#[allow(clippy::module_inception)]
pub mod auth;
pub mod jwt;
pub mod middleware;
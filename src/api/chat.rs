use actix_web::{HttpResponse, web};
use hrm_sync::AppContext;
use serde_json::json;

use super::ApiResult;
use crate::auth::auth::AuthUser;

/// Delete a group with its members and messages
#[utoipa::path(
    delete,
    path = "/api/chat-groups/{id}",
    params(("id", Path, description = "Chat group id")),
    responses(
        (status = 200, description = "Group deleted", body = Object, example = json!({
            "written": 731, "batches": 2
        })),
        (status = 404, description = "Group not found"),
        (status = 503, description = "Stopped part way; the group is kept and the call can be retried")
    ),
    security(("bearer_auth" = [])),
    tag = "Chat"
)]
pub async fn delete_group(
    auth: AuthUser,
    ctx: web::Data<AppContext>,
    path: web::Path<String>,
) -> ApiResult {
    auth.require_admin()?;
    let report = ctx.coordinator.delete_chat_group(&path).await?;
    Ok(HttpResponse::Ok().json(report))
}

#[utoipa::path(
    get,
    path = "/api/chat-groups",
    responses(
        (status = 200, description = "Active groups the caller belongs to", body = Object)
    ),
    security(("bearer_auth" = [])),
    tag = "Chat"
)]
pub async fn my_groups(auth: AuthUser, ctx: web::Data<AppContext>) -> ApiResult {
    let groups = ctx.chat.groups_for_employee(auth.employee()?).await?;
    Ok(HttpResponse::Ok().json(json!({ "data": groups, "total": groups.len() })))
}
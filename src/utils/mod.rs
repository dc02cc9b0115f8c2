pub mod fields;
...
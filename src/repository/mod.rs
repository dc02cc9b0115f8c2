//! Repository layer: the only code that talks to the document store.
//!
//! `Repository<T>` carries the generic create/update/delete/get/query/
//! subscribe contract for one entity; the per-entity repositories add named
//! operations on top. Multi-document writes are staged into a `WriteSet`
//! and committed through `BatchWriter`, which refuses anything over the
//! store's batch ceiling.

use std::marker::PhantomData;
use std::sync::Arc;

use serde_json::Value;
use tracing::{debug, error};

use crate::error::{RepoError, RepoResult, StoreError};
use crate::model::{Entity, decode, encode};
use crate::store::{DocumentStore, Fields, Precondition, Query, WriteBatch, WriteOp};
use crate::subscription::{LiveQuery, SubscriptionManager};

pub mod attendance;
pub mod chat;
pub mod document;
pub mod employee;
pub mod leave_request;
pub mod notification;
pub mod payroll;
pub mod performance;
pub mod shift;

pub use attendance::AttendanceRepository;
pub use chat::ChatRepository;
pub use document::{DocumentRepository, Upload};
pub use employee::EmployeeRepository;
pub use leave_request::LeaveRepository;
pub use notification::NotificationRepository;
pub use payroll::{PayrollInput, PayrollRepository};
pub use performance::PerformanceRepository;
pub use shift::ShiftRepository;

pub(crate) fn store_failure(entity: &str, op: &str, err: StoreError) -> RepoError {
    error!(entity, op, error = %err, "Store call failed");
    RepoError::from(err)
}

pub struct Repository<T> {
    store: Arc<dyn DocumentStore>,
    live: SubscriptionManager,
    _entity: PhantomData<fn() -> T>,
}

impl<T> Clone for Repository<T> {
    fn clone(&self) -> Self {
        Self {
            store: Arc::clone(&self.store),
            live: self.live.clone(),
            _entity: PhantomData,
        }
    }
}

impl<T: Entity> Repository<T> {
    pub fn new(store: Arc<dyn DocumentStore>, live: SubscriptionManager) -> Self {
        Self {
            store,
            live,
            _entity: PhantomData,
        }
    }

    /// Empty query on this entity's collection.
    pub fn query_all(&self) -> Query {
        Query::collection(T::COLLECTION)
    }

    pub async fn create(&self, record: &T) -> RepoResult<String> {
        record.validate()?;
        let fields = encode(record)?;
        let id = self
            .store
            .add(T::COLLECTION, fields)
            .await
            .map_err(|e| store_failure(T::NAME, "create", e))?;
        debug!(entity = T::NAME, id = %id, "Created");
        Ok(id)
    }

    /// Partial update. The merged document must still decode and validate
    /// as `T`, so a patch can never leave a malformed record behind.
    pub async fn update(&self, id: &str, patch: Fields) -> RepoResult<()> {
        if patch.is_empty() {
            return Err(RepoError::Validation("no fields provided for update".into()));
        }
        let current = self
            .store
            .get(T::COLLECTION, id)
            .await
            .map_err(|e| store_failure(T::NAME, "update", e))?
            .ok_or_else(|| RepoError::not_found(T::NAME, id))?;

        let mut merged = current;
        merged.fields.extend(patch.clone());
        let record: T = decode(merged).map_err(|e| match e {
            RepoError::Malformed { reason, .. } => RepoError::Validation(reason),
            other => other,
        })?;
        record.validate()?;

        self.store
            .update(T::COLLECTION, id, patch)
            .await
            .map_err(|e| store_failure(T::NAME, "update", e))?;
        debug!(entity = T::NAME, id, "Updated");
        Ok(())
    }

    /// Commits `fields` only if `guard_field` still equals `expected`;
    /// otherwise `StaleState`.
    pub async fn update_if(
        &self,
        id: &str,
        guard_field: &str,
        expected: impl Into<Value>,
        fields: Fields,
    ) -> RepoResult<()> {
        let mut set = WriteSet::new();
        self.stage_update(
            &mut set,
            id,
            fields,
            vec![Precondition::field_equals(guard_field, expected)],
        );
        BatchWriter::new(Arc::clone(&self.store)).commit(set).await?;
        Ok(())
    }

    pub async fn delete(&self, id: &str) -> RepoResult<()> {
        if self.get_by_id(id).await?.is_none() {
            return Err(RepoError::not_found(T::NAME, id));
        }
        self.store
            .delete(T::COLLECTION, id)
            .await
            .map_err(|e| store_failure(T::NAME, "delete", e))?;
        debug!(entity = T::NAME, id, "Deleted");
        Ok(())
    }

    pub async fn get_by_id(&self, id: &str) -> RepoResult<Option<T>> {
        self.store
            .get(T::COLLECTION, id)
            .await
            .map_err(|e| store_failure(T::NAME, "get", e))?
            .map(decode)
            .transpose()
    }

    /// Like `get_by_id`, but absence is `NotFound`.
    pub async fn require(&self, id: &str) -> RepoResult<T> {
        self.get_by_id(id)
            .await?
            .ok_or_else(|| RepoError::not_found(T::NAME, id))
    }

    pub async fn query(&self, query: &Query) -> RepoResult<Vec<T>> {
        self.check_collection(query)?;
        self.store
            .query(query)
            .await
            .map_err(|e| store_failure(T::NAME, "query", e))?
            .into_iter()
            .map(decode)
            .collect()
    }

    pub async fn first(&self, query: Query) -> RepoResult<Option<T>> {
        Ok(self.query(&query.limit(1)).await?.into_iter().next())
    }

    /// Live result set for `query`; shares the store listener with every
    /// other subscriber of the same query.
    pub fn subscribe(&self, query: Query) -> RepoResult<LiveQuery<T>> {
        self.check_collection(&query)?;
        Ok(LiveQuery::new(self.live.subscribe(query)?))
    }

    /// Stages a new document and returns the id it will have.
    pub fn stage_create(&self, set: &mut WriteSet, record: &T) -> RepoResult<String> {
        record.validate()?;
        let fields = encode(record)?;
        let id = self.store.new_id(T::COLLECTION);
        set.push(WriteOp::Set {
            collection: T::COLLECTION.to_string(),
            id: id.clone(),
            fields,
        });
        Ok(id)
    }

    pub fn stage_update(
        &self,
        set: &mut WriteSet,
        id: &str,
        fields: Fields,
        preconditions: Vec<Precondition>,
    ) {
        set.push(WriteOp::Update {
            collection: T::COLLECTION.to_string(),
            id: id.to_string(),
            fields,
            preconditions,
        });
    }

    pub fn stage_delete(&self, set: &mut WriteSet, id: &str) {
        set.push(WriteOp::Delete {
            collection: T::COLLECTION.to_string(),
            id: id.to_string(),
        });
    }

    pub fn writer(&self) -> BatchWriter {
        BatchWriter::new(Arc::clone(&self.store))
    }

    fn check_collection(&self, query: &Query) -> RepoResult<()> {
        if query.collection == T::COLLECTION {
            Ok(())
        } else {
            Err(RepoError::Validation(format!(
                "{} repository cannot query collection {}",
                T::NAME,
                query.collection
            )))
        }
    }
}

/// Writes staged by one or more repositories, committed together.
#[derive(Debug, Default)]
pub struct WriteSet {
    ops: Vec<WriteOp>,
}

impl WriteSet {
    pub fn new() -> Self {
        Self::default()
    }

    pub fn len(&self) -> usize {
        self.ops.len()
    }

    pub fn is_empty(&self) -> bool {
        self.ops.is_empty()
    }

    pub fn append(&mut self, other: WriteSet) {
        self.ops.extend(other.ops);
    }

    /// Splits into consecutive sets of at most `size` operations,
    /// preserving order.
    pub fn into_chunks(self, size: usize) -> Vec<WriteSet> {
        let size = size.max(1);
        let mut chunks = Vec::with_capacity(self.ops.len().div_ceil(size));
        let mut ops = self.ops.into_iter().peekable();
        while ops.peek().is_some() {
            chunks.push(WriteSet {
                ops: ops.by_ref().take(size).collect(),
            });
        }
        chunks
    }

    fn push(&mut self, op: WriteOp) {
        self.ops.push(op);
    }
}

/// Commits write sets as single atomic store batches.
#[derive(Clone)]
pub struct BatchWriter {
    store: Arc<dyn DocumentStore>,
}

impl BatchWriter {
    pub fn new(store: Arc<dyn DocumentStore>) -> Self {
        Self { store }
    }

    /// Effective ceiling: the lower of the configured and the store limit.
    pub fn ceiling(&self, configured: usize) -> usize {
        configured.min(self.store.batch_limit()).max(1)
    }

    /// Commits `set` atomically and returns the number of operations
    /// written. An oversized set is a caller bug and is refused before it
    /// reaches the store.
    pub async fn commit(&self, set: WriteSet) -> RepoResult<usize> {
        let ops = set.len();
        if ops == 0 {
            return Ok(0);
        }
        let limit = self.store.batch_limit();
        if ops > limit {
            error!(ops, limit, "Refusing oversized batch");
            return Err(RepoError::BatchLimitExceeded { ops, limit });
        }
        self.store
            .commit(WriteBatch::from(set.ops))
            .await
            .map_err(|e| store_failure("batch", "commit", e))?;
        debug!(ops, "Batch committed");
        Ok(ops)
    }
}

- WHAT YOU NEED TO DO: In the listing above, find each line where "sets" occurs and copy it.

- TASK RESPONSE:
    /// Splits into consecutive sets of at most `size` operations,
/// Commits write sets as single atomic store batches.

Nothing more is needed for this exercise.